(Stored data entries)
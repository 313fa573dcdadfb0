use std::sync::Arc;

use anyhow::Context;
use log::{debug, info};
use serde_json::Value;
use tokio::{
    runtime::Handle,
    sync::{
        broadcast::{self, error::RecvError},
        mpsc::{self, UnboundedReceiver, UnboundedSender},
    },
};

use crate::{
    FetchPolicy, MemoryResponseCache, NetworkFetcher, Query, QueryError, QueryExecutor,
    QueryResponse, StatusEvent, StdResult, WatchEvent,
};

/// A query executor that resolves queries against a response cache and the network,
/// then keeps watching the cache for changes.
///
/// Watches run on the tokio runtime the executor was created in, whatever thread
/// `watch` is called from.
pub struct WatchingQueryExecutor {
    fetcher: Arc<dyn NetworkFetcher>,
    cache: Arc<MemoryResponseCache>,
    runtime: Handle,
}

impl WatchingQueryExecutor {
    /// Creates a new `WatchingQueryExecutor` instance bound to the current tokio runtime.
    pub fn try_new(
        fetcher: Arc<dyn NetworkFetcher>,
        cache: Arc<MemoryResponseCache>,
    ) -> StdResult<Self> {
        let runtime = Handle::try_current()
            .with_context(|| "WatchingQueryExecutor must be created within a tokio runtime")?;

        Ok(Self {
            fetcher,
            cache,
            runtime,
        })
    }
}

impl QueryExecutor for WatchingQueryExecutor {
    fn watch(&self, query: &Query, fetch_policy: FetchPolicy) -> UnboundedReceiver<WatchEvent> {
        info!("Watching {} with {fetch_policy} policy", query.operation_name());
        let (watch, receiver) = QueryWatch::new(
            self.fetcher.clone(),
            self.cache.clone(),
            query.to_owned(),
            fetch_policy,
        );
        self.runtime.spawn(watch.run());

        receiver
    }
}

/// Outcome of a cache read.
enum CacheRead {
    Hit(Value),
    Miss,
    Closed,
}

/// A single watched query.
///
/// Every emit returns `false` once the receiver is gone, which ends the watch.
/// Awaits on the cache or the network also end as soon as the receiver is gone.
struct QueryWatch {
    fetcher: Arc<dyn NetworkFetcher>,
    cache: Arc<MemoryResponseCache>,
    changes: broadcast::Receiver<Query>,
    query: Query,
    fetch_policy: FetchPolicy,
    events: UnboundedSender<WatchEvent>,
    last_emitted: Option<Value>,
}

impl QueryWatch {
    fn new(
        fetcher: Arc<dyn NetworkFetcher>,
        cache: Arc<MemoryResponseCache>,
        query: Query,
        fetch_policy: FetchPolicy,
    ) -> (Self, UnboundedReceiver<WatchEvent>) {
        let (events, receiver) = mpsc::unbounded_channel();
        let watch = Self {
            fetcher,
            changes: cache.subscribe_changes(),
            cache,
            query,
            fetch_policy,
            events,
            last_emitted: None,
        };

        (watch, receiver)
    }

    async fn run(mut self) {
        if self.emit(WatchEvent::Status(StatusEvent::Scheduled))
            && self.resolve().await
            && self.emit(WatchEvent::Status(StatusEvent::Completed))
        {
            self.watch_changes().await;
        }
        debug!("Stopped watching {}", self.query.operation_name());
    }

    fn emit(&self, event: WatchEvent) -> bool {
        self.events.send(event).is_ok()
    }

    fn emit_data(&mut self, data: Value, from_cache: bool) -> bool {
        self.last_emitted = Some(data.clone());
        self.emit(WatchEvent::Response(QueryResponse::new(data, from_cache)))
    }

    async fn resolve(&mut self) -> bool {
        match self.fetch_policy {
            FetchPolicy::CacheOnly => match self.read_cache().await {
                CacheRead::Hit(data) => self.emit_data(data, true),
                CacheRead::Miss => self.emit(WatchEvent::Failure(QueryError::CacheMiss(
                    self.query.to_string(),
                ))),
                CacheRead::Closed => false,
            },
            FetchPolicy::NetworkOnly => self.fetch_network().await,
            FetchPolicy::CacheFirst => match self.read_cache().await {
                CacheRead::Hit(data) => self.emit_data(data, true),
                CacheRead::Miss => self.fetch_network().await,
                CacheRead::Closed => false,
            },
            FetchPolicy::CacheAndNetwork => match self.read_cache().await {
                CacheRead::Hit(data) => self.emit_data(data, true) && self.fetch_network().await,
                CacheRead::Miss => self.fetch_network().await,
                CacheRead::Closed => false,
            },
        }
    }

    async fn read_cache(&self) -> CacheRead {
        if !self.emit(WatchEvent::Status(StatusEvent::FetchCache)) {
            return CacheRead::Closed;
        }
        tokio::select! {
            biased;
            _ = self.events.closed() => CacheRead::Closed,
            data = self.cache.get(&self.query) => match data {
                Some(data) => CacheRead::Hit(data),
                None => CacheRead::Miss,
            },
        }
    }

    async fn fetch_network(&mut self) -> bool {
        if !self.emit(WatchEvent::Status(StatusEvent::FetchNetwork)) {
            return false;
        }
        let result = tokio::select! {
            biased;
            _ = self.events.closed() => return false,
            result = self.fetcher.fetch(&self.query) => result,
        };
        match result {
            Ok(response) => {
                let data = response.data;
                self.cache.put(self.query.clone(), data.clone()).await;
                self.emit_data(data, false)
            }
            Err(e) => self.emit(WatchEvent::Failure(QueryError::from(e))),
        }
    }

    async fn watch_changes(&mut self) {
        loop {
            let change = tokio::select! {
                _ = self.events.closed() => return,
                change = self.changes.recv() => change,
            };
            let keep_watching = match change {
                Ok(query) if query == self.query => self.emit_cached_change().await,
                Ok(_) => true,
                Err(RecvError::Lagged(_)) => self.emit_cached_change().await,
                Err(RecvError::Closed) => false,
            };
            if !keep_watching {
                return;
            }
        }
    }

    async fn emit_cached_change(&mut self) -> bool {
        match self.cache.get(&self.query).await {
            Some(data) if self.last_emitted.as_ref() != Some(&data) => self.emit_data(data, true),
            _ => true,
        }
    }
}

● Exercise:
Your answer must consist solely of the lines from the top of the entries above through the line containing "impl QueryExecutor for", copied exactly, both ends included.

● Exercise output:
repository 313fa573dcdadfb0
use std::sync::Arc;

use anyhow::Context;
use log::{debug, info};
use serde_json::Value;
use tokio::{
    runtime::Handle,
    sync::{
        broadcast::{self, error::RecvError},
        mpsc::{self, UnboundedReceiver, UnboundedSender},
    },
};

use crate::{
    FetchPolicy, MemoryResponseCache, NetworkFetcher, Query, QueryError, QueryExecutor,
    QueryResponse, StatusEvent, StdResult, WatchEvent,
};

/// A query executor that resolves queries against a response cache and the network,
/// then keeps watching the cache for changes.
///
/// Watches run on the tokio runtime the executor was created in, whatever thread
/// `watch` is called from.
pub struct WatchingQueryExecutor {
    fetcher: Arc<dyn NetworkFetcher>,
    cache: Arc<MemoryResponseCache>,
    runtime: Handle,
}

impl WatchingQueryExecutor {
    /// Creates a new `WatchingQueryExecutor` instance bound to the current tokio runtime.
    pub fn try_new(
        fetcher: Arc<dyn NetworkFetcher>,
        cache: Arc<MemoryResponseCache>,
    ) -> StdResult<Self> {
        let runtime = Handle::try_current()
            .with_context(|| "WatchingQueryExecutor must be created within a tokio runtime")?;

        Ok(Self {
            fetcher,
            cache,
            runtime,
        })
    }
}

impl QueryExecutor for WatchingQueryExecutor {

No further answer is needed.